# Strength training massively improves your self-confidence...



## nanobyte (Oct 12, 2007)

It seems to be true: When you are psychologically weak, improving your physique is an effective way to compensate for it.

I've begun strength training a few weeks ago and the effects are quite astonishing: when I work my muscles to total exhaustion and they are sore the next day, I'm much more confident...

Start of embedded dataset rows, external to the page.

//! mcpadre CLI
//!
//! The dependency-and-configuration broker between MCP clients and MCP
//! servers: `run` proxies a configured server over stdio, `install`
//! materializes the pinned server environments.

mod cli;
mod commands;
mod context;
mod error;

use clap::Parser;
use colored::Colorize;
use tracing_subscriber::EnvFilter;

use cli::{Cli, Commands};
use error::Result;

fn main() {
    let cli = Cli::parse();

    // All human-facing logging goes to stderr; stdout belongs to the
    // JSON-RPC stream.
    let filter = EnvFilter::try_from_default_env()
        .unwrap_or_else(|_| EnvFilter::new(cli.log_level.as_filter()));
    tracing_subscriber::fmt()
        .with_env_filter(filter)
        .with_writer(std::io::stderr)
        .init();

    let runtime = tokio::runtime::Builder::new_multi_thread()
        .enable_all()
        .build()
        .expect("tokio runtime");

    match runtime.block_on(execute(cli)) {
        Ok(code) => std::process::exit(code),
        Err(e) => {
            eprintln!("{}: {}", "error".red().bold(), e);
            std::process::exit(e.exit_code());
        }
    }
}

async fn execute(cli: Cli) -> Result<i32> {
    let ctx = context::open_workspace(&cli)?;
    match &cli.command {
        Commands::Run { server_name } => commands::run_server_command(&ctx, server_name).await,
        Commands::Install {
            force,
            skip_gitignore,
        } => commands::run_install(&ctx, *force, *skip_gitignore).await,
    }
}
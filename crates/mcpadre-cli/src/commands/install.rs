//! `mcpadre install`

use colored::Colorize;
use mcpadre_config::WorkspaceContext;
use mcpadre_env::DriftAction;
use mcpadre_run::install_all;

use crate::error::Result;

const UPGRADE_HINT: &str =
    "Use --force to override or set installImplicitlyUpgradesChangedPackages=true in config";

/// Materialize every configured server. Skipped upgrades are reported but
/// do not fail the command.
pub async fn run_install(ctx: &WorkspaceContext, force: bool, skip_gitignore: bool) -> Result<i32> {
    let reports = install_all(ctx, force).await?;

    for report in &reports {
        match report.action {
            DriftAction::Create => {
                println!("{} {}", "installed".green().bold(), report.server);
            }
            DriftAction::Sync => {
                println!("{} {}", "up to date".green(), report.server);
            }
            DriftAction::Upgrade => {
                println!("{} {}", "upgraded".yellow().bold(), report.server);
                for change in &report.changes {
                    println!("  {change}");
                }
            }
            DriftAction::Skip => {
                println!("{} {}", "skipped".yellow(), report.server);
                for change in &report.changes {
                    println!("  {change}");
                }
                println!("  {}", UPGRADE_HINT.dimmed());
            }
        }
    }

    if !skip_gitignore {
        ensure_gitignore(ctx)?;
    }
    Ok(0)
}

/// Keep the managed state directory out of version control.
fn ensure_gitignore(ctx: &WorkspaceContext) -> Result<()> {
    let gitignore = ctx.root().join(".gitignore");
    let entry = ".mcpadre/servers/";

    let existing = if gitignore.is_file() {
        std::fs::read_to_string(gitignore.to_native())?
    } else {
        String::new()
    };
    if existing.lines().any(|line| line.trim() == entry) {
        return Ok(());
    }

    let mut updated = existing;
    if !updated.is_empty() && !updated.ends_with('\n') {
        updated.push('\n');
    }
    updated.push_str(entry);
    updated.push('\n');
    std::fs::write(gitignore.to_native(), updated)?;
    tracing::debug!("added {entry} to .gitignore");
    Ok(())
}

*Has anyone made a similar experience?*


----------



## Lateralus (Oct 28, 2007)

Yes I always feel more confident when I am working out regularly, but when I go into a situation that freaks me out I'm right back to the anxiety. So basically it kind of creates an illusion of confidence, if you know what I mean haha. I keep working out anyways just to try and stay healthy, anxiety is terrible for the body.


----------



## 2Talkative (Nov 1, 2007)

When I was in the gym training 3-4 times a week I had no sign of anxiety. I really need to force myself to get back into the gym full time. Would be nice to drop some lard too


----------



## nanobyte (Oct 12, 2007)

2Talkative said:


> When I was in the gym training 3-4 times a week I had no sign of anxiety. I really need to force myself to get back into the gym full time. Would be nice to drop some lard too


Hey Adam, very inspiring! I can absolutely positively confirm that taking care of your body takes take of a great part of your anxiety as well!


----------



## pita (Jan 17, 2004)

It helps my general confidence for sure. I haven't noticed any increase in confidence when I'm in an anxiety-provoking situation or when I'm in a very low depressed state, but in my day to day life it definitely helps.

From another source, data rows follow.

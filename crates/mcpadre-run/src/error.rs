//! Error types for mcpadre-run

/// Result type for mcpadre-run operations
pub type Result<T> = std::result::Result<T, Error>;

/// Errors that can occur while executing a server
#[derive(Debug, thiserror::Error)]
pub enum Error {
    #[error("Failed to spawn {program:?}: {source}")]
    Spawn {
        program: String,
        #[source]
        source: std::io::Error,
    },

    #[error("Server process failed with exit code {exit_code}")]
    ProcessFailed {
        exit_code: i32,
        stderr_tail: Vec<String>,
    },

    #[error("Pipeline I/O error: {0}")]
    PipelineIo(#[from] std::io::Error),

    #[error("Cancelled by user")]
    UserCancelled,

    #[error(transparent)]
    Sandbox(#[from] mcpadre_sandbox::Error),

    #[error(transparent)]
    Config(#[from] mcpadre_config::Error),

    #[error(transparent)]
    Env(#[from] mcpadre_env::Error),

    #[error(transparent)]
    Fs(#[from] mcpadre_fs::Error),
}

Doesn't it feel good to look in the mirror and flex? It's kind of cheesy, but I like seeing how much stronger I have become.


----------



## AlienFromSomewhere (Oct 21, 2007)

Big strong guys most of the time have high self confidence because people respect them. I've read a bodybuilding success story of a geek. He used to look like an absolute geek and lived a life of one. He said now when he's big people treat him very differently and said it really changed his life.


----------



## FairleighCalm (May 20, 2007)

It does help a lot. And yes gives you confidence.


----------



## nanobyte (Oct 12, 2007)

AlienFromSomewhere said:


> Big strong guys most of the time have high self confidence because people respect them. I've read a bodybuilding success story of a geek. He used to look like an absolute geek and lived a life of one. He said now when he's big people treat him very differently and said it really changed his life.

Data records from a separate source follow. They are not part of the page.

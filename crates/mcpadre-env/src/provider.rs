//! EnvironmentProvider trait and related types

use std::collections::{BTreeMap, HashMap};
use std::path::PathBuf;

use async_trait::async_trait;
use mcpadre_config::{GlobalOptions, RuntimeSpec, ServerSpec};
use mcpadre_fs::NormalizedPath;

use crate::Result;
use crate::container::ContainerProvider;
use crate::node::NodeEnvProvider;
use crate::python::PythonEnvProvider;
use crate::shell::ShellProvider;

/// What `materialize` should do for one server directory.
#[derive(Debug, Clone, Copy, PartialEq, Eq)]
pub enum DriftAction {
    /// No state on disk yet; a full install is required.
    Create,
    /// Config and state agree; refresh derived artifacts only.
    Sync,
    /// Config changed and policy permits rewriting the state.
    Upgrade,
    /// Config changed but policy forbids the upgrade.
    Skip,
}

/// Result of comparing the configured spec against the server directory.
#[derive(Debug, Clone)]
pub struct DriftReport {
    pub action: DriftAction,
    /// Human-readable one-per-axis change lines, stable across releases.
    pub changes: Vec<String>,
}

impl DriftReport {
    pub fn create() -> Self {
        Self {
            action: DriftAction::Create,
            changes: Vec::new(),
        }
    }

    pub fn sync() -> Self {
        Self {
            action: DriftAction::Sync,
            changes: Vec::new(),
        }
    }

    pub fn changed(changes: Vec<String>, permitted: bool) -> Self {
        Self {
            action: if permitted {
                DriftAction::Upgrade
            } else {
                DriftAction::Skip
            },
            changes,
        }
    }
}

/// Whether a detected change may be applied.
#[derive(Debug, Clone, Copy, PartialEq, Eq, Default)]
pub struct UpgradePolicy {
    /// Per-server override > global `installImplicitlyUpgradesChangedPackages`.
    pub allow_implicit: bool,
    /// `--force` upgrades regardless, downgrades included.
    pub force: bool,
}

impl UpgradePolicy {
    pub fn permits_upgrade(&self) -> bool {
        self.force || self.allow_implicit
    }

    /// Like [`permits_upgrade`](Self::permits_upgrade), but implicit
    /// permission never covers a downgrade.
    pub fn permits(&self, downgrade: bool) -> bool {
        self.force || (self.allow_implicit && !downgrade)
    }
}

/// Whether moving from `installed` to `desired` lowers the version.
/// Unparseable versions are never treated as downgrades.
pub fn is_version_downgrade(installed: &str, desired: &str) -> bool {
    match (
        semver::Version::parse(installed),
        semver::Version::parse(desired),
    ) {
        (Ok(installed), Ok(desired)) => desired < installed,
        _ => false,
    }
}

/// How `run` should exec the server once the environment is current.
#[derive(Debug, Clone, PartialEq, Eq)]
pub struct LaunchSpec {
    pub program: String,
    pub args: Vec<String>,
    pub cwd: PathBuf,
    pub env: BTreeMap<String, String>,
}

/// Inputs shared by every provider operation.
#[derive(Debug, Clone)]
pub struct ProviderContext {
    pub server_name: String,
    /// The workspace root; always exists.
    pub workspace_root: NormalizedPath,
    /// The per-server state directory; may not exist for shell servers.
    pub server_dir: NormalizedPath,
    /// Parent process environment snapshot.
    pub parent_env: HashMap<String, String>,
    /// The per-server env map, templates already resolved.
    pub resolved_env: BTreeMap<String, String>,
    pub options: GlobalOptions,
}

impl ProviderContext {
    /// The merged environment the child runs with: the parent environment
    /// overlaid by the per-server values.
    pub fn child_env(&self) -> BTreeMap<String, String> {
        let mut env: BTreeMap<String, String> =
            self.parent_env.iter().map(|(k, v)| (k.clone(), v.clone())).collect();
        env.extend(self.resolved_env.clone());
        env
    }
}

/// Core contract shared by all server environment managers.
#[async_trait]
pub trait EnvironmentProvider: Send + Sync {
    /// Short variant name for log lines.
    fn kind(&self) -> &'static str;

    /// Verify the base runtime exists and helpers are installable.
    async fn ensure_prerequisites(&self, ctx: &ProviderContext) -> Result<()>;

    /// Compare the configured spec against the server directory.
    async fn detect_drift(&self, ctx: &ProviderContext, policy: UpgradePolicy)
    -> Result<DriftReport>;

    /// Execute the action chosen by [`detect_drift`](Self::detect_drift).
    async fn materialize(&self, ctx: &ProviderContext, report: &DriftReport) -> Result<()>;

    /// Describe how `run` should exec the server.
    async fn build_launch(&self, ctx: &ProviderContext) -> Result<LaunchSpec>;
}

/// Select the manager for a runtime variant.
///
/// `Http` servers have no process-backed environment; the runner bridges
/// them directly, so they have no provider here.
pub fn provider_for(runtime: &RuntimeSpec) -> Option<Box<dyn EnvironmentProvider>> {
    match runtime {
        RuntimeSpec::Node(spec) => Some(Box::new(NodeEnvProvider::new(spec.clone()))),
        RuntimeSpec::Python(spec) => Some(Box::new(PythonEnvProvider::new(spec.clone()))),
        RuntimeSpec::Container(spec) => Some(Box::new(ContainerProvider::new(spec.clone()))),
        RuntimeSpec::Shell(spec) => Some(Box::new(ShellProvider::new(spec.clone()))),
        RuntimeSpec::Http(_) => None,
    }
}

#[cfg(test)]
mod tests {
    use super::*;

    #[test]
    fn test_upgrade_policy_table() {
        // | detected change | allow implicit | --force | action |
        let cases = [
            (false, false, DriftAction::Skip),
            (true, false, DriftAction::Upgrade),
            (false, true, DriftAction::Upgrade),
            (true, true, DriftAction::Upgrade),
        ];
        for (allow_implicit, force, expected) in cases {
            let policy = UpgradePolicy {
                allow_implicit,
                force,
            };
            let report = DriftReport::changed(
                vec!["Package version: a==1 → a==2".to_string()],
                policy.permits_upgrade(),
            );
            assert_eq!(report.action, expected, "implicit={allow_implicit} force={force}");
        }
    }

    #[test]
    fn test_implicit_permission_never_covers_downgrades() {
        let implicit = UpgradePolicy {
            allow_implicit: true,
            force: false,
        };
        assert!(implicit.permits(false));
        assert!(!implicit.permits(true));

        let forced = UpgradePolicy {
            allow_implicit: false,
            force: true,
        };
        assert!(forced.permits(true));
    }

    #[test]
    fn test_is_version_downgrade() {
        assert!(is_version_downgrade("0.7.0", "0.6.0"));
        assert!(!is_version_downgrade("0.6.0", "0.7.0"));
        assert!(!is_version_downgrade("0.6.0", "0.6.0"));
        // Unparseable pins never count as downgrades.
        assert!(!is_version_downgrade("latest", "0.6.0"));
        assert!(!is_version_downgrade("0.6.0", "latest"));
    }

    #[test]
    fn test_no_change_is_sync() {
        assert_eq!(DriftReport::sync().action, DriftAction::Sync);
        assert!(DriftReport::sync().changes.is_empty());
    }

    #[test]
    fn test_new_install_is_create() {
        assert_eq!(DriftReport::create().action, DriftAction::Create);
    }

    #[test]
    fn test_child_env_overlays_server_env() {
        let mut parent = HashMap::new();
        parent.insert("PATH".to_string(), "/usr/bin".to_string());
        parent.insert("SHARED".to_string(), "parent".to_string());
        let mut resolved = BTreeMap::new();
        resolved.insert("SHARED".to_string(), "server".to_string());
        resolved.insert("EXTRA".to_string(), "1".to_string());

        let ctx = ProviderContext {
            server_name: "s".to_string(),
            workspace_root: NormalizedPath::new("/w"),
            server_dir: NormalizedPath::new("/w/.mcpadre/servers/s"),
            parent_env: parent,
            resolved_env: resolved,
            options: GlobalOptions::default(),
        };
        let env = ctx.child_env();
        assert_eq!(env["PATH"], "/usr/bin");
        assert_eq!(env["SHARED"], "server");
        assert_eq!(env["EXTRA"], "1");
    }

    #[test]
    fn test_provider_dispatch_by_variant() {
        let node: ServerSpec = serde_yaml::from_str(
            "node:\n  package: \"@scope/pkg\"\n  version: \"1.0.0\"\n",
        )
        .unwrap();
        assert_eq!(provider_for(&node.runtime).unwrap().kind(), "node");

        let http: ServerSpec =
            serde_yaml::from_str("http:\n  url: \"https://example.com\"\n").unwrap();
        assert!(provider_for(&http.runtime).is_none());
    }
}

You don't happen to have a URL handy?


----------



## AlienFromSomewhere (Oct 21, 2007)

nanobyte said:


> AlienFromSomewhere said:
> 
> 
> > Big strong guys most of the time have high self confidence because people respect them. I've read a bodybuilding success story of a geek. He used to look like an absolute geek and lived a life of one. He said now when he's big people treat him very differently and said it really changed his life.
> ...


I think I will make a new topic for it soon so everyone will read.


----------



## daaaaave (Jan 1, 2007)

It's not all good...I am pretty well built but I think I just intimidate people and it makes you stand out more which isn't good for SA. I encourage working out, but SA is a mental thing. If you think if you get big you won't have SA, you'll be in for a surprise.


----------



## scairy (Sep 18, 2005)

daaaaave said:


> It's not all good...I am pretty well built but I think I just intimidate people and it makes you stand out more which isn't good for SA. I encourage working out, but SA is a mental thing. If you think if you get big you won't have SA, you'll be in for a surprise.


Yeah I totally agree. It definitely has negatives like girls may start to think you're too into your body. I also believe it can cause an immediate defense system to be triggered due to fear that you could be mentally insane and if you are they wouldn't stand a chance, lol; this in turn makes it even harder to get through their defense and coupled with sa socializing problems just causes a bad vibe that reinforces the idea that you are nothing more than a meat head or weirdo. People may stare and you'll get fairly regular comments about your size in group setting this seems to trigger sa and makes you self conscious.

All that being said I just like the high I get off of it. I feel great while working out and now it seems to last for about 2 or 3 hours afterwards.


----------